Beirut (AsiaNews) - The month of July will remain in modern Lebanese history as the month of suicides out of poverty and despair. After the four cases that occurred two days in a row in the first week of last month, yesterday evening at 19.30, Vatchè Ohanian, 53, was found by his mother hanging on a rope in the living room of their apartment, located in the Bourj Hammoud neighborhood, one of the poorest neighborhoods in the north Christian suburbs of Beirut.

A taxi driver, he was in a desperate situation especially after the decrease in work caused by the anti-Covid 19 measures adopted in the country. Three weeks ago there was another suicide attempt in Bourj Hammoud: a person had thrown himself from the bridge over the Beirut River, later  rescued by the Civil Protection.

Lebanon is agonizing in silence, in a country where the population is ashamed of being poor and out of dignity and pride prefers to show well-being, in order to avoid gossip and bankruptcy judgments of peers.

The number of suicides is likely to increase with the rapid free fall into one of the worst economic crises ever known. Tens of thousands of people have lost jobs over the past few months. It all began with the first popular demonstrations of 17 October last year, when the Lebanese, who reached the limit of endurance, took to the streets, united against the corruption of politicians who for over three decades have literally burgled the whole country and divided among themselves the accumulated foreign debts, making Lebanon the third most indebted country in the world. In addition, the country has crumbling infrastructure, social services, a total lack of public assistance in health, schools, pensions.

Since then, the US dollar, which had been stable for years at the price of 1500 Lebanese lira, has relentlessly started to rise against the lira, now reaching the threshold of 8000 lira per dollar. But even at this rate dollars are nowhere to be found on the black market.

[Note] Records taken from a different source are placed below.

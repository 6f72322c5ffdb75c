//! Application layer: indexing, navigation and search
//!
//! This layer orchestrates domain logic and depends on the data provider boundary trait.

pub mod classifier;
pub mod error;
pub mod error_ext;
pub mod index;
pub mod search;

pub use classifier::{Classifier, DEFAULT_LANGUAGE};
pub use error::{ApplicationError, ApplicationResult};
pub use error_ext::IoResultExt;
pub use index::{normalize_code, CodeIndex, Taxonomy};
pub use search::{Hierarchy, Matcher, SearchResult, SearchResults};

In a country that imports everything and produces almost nothing, which Prime Minister Hariri decided to transform into a country of tourism, at the expense of small industry and agriculture, the prices established on the basis of the dollar have produced an unsustainable rise in prices to consumption.

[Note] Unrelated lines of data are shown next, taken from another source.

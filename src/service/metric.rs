//! Metric queries and data point recording

use rusqlite::{params, Connection, OptionalExtension, Row};
use tracing::info;

use super::{fetch_page, next_updated_at, write_transaction, Filter, ListOrder, ServiceResult};
use crate::model::metric::{DEFAULT_STATUS, DEFAULT_VERSION};
use crate::model::{
    DataPointCreate, Metric, MetricCreate, MetricDataPoint, MetricUpdate, Page, Pagination,
};
use crate::store::codec;

const COLUMNS: &str = "id, name, description, value, unit, category, status, version, owner, \
    priority, calculation_logic, alert_settings, data_source, aggregation_period, \
    created_at, updated_at";

const POINT_COLUMNS: &str = "id, metric_id, value, timestamp, created_at";

/// Filters accepted by [`MetricService::list`]
#[derive(Debug, Clone, Default)]
pub struct MetricFilter {
    /// Substring of name or description
    pub search: Option<String>,
    pub category: Option<String>,
    pub status: Option<String>,
}

impl MetricFilter {
    fn to_filter(&self) -> Filter {
        Filter::new()
            .search(self.search.as_deref(), &["name", "description"])
            .eq("category", self.category.as_deref())
            .eq("status", self.status.as_deref())
    }
}

/// Metric CRUD
pub struct MetricService;

impl MetricService {
    /// List metrics in insertion order
    pub fn list(
        conn: &Connection,
        pagination: Pagination,
        filter: &MetricFilter,
    ) -> ServiceResult<Page<Metric>> {
        fetch_page(
            conn,
            "metrics",
            COLUMNS,
            &filter.to_filter(),
            ListOrder::StoreNative,
            pagination,
            metric_from_row,
        )
    }

    pub fn get(conn: &Connection, id: i64) -> ServiceResult<Option<Metric>> {
        let sql = format!("SELECT {} FROM metrics WHERE id = ?1", COLUMNS);
        Ok(conn.query_row(&sql, [id], metric_from_row).optional()?)
    }

    pub fn exists(conn: &Connection, id: i64) -> ServiceResult<bool> {
        let found = conn
            .query_row("SELECT 1 FROM metrics WHERE id = ?1", [id], |_| Ok(()))
            .optional()?;
        Ok(found.is_some())
    }

    pub fn create(conn: &Connection, payload: MetricCreate) -> ServiceResult<Metric> {
        payload.validate()?;

        let now = codec::now();
        let stamp = codec::encode_timestamp(&now);
        let status = payload.status.unwrap_or_else(|| DEFAULT_STATUS.to_string());
        let version = payload.version.unwrap_or_else(|| DEFAULT_VERSION.to_string());

        conn.execute(
            "INSERT INTO metrics (name, description, category, status, version, owner, priority,
                                  calculation_logic, alert_settings, data_source,
                                  aggregation_period, created_at, updated_at)
             VALUES (?1, ?2, ?3, ?4, ?5, ?6, ?7, ?8, ?9, ?10, ?11, ?12, ?12)",
            params![
                payload.name,
                payload.description,
                payload.category,
                status,
                version,
                payload.owner,
                payload.priority,
                payload.calculation_logic,
                payload.alert_settings,
                payload.data_source,
                payload.aggregation_period,
                stamp,
            ],
        )?;
        let id = conn.last_insert_rowid();

        info!(metric_id = id, name = %payload.name, "Metric created");

        Ok(Metric {
            id,
            name: payload.name,
            description: payload.description,
            value: None,
            unit: None,
            category: payload.category,
            status,
            version,
            owner: payload.owner,
            priority: payload.priority,
            calculation_logic: payload.calculation_logic,
            alert_settings: payload.alert_settings,
            data_source: payload.data_source,
            aggregation_period: payload.aggregation_period,
            created_at: now,
            updated_at: now,
        })
    }

    pub fn update(
        conn: &Connection,
        id: i64,
        mut patch: MetricUpdate,
    ) -> ServiceResult<Option<Metric>> {
        patch.validate()?;

        let tx = write_transaction(conn)?;
        let Some(mut metric) = Self::get(&tx, id)? else {
            return Ok(None);
        };

        patch.apply(&mut metric);
        metric.updated_at = next_updated_at(metric.updated_at);

        tx.execute(
            "UPDATE metrics
             SET name = ?1, description = ?2, value = ?3, unit = ?4, category = ?5, status = ?6,
                 version = ?7, owner = ?8, priority = ?9, calculation_logic = ?10,
                 alert_settings = ?11, data_source = ?12, aggregation_period = ?13,
                 updated_at = ?14
             WHERE id = ?15",
            params![
                metric.name,
                metric.description,
                metric.value,
                metric.unit,
                metric.category,
                metric.status,
                metric.version,
                metric.owner,
                metric.priority,
                metric.calculation_logic,
                metric.alert_settings,
                metric.data_source,
                metric.aggregation_period,
                codec::encode_timestamp(&metric.updated_at),
                id,
            ],
        )?;
        tx.commit()?;

        info!(metric_id = id, "Metric updated");
        Ok(Some(metric))
    }

    /// Delete a metric and, by cascade, all of its data points
    pub fn delete(conn: &Connection, id: i64) -> ServiceResult<bool> {
        let removed = conn.execute("DELETE FROM metrics WHERE id = ?1", [id])?;
        if removed > 0 {
            info!(metric_id = id, "Metric deleted");
        }
        Ok(removed > 0)
    }

    /// Append an observation to a metric's history
    ///
    /// Returns `None` when the metric does not exist.
    pub fn record_point(
        conn: &Connection,
        metric_id: i64,
        payload: DataPointCreate,
    ) -> ServiceResult<Option<MetricDataPoint>> {
        payload.validate()?;

        let tx = write_transaction(conn)?;
        if !Self::exists(&tx, metric_id)? {
            return Ok(None);
        }

        let created_at = codec::now();
        let timestamp = codec::truncate_micros(payload.timestamp);
        tx.execute(
            "INSERT INTO metric_data_points (metric_id, value, timestamp, created_at)
             VALUES (?1, ?2, ?3, ?4)",
            params![
                metric_id,
                payload.value,
                codec::encode_timestamp(&timestamp),
                codec::encode_timestamp(&created_at),
            ],
        )?;
        let id = tx.last_insert_rowid();
        tx.commit()?;

        info!(metric_id, point_id = id, "Data point recorded");

        Ok(Some(MetricDataPoint {
            id,
            metric_id,
            value: payload.value,
            timestamp,
            created_at,
        }))
    }

    pub fn get_point(conn: &Connection, id: i64) -> ServiceResult<Option<MetricDataPoint>> {
        let sql = format!(
            "SELECT {} FROM metric_data_points WHERE id = ?1",
            POINT_COLUMNS
        );
        Ok(conn.query_row(&sql, [id], point_from_row).optional()?)
    }
}

fn metric_from_row(row: &Row<'_>) -> rusqlite::Result<Metric> {
    Ok(Metric {
        id: row.get(0)?,
        name: row.get(1)?,
        description: row.get(2)?,
        value: row.get(3)?,
        unit: row.get(4)?,
        category: row.get(5)?,
        status: row.get(6)?,
        version: row.get(7)?,
        owner: row.get(8)?,
        priority: row.get(9)?,
        calculation_logic: row.get(10)?,
        alert_settings: row.get(11)?,
        data_source: row.get(12)?,
        aggregation_period: row.get(13)?,
        created_at: codec::get_timestamp(row, 14)?,
        updated_at: codec::get_timestamp(row, 15)?,
    })
}

pub(crate) fn point_from_row(row: &Row<'_>) -> rusqlite::Result<MetricDataPoint> {
    Ok(MetricDataPoint {
        id: row.get(0)?,
        metric_id: row.get(1)?,
        value: row.get(2)?,
        timestamp: codec::get_timestamp(row, 3)?,
        created_at: codec::get_timestamp(row, 4)?,
    })
}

Meanwhile, wages - for those who have not ended up unemployed - continue to be paid in Lebanese pounds, now completely devalued, which the Central Bank prints and places on the market as if it were waste paper. Worsening this is the black market trade in dollars by the Lebanese mafiosi to Syria and Iran in extreme need of the green currency following the embargo imposed by the US against these two countries.

"I am not an unbeliever but hunger is": the words of a song by Ziad Rahbani have resonated in everyone's ears since Ali Al Haq wrote it in early July leaving these words together with a copy of their toll booth judiciary, before committing suicide in the busy street of Hamra, the Champs Elysée of Beirut of the Belle Époque before the 1975 civil war.

 

After the demonstrations, Covid 19 came with the closure of almost all activities. And now the country suffers the indirect consequences of the blockade against Syria and anyone who collaborates with its government, according to the Caesar Act.

Lebanon, once considered the light of the Middle East, is now submerged in total darkness. It lacks  electricity, supplied for no more than three hours a day, and even the neighborhood generators, which sell private electricity, are no longer able to guarantee the supply service. Why? Diesel is in short supply in the country and, like the dollar, is nowhere to be found because it is also being smuggled to Syria through the illegal passes, located in the north of the country.

Lebanon is in agony, and everyone knows that the worst is yet to come. Old ghosts have come back to haunt the mind of a recent history that has never been forgotten: the hunger that Lebanon experienced during the First World War, when in the height of the fall of the empire the Ottomans imposed the hunger that caused the death of three quarters of the population.

Lebanon is under sanctions from the West and the rich Arab countries because of Hezbollah and Lebanese government policy, for masked and always denied support for the Syrian regime. Those who are paying the highest price are simple people who are increasingly poor, increasingly hungry and desperate, increasingly abandoned to themselves.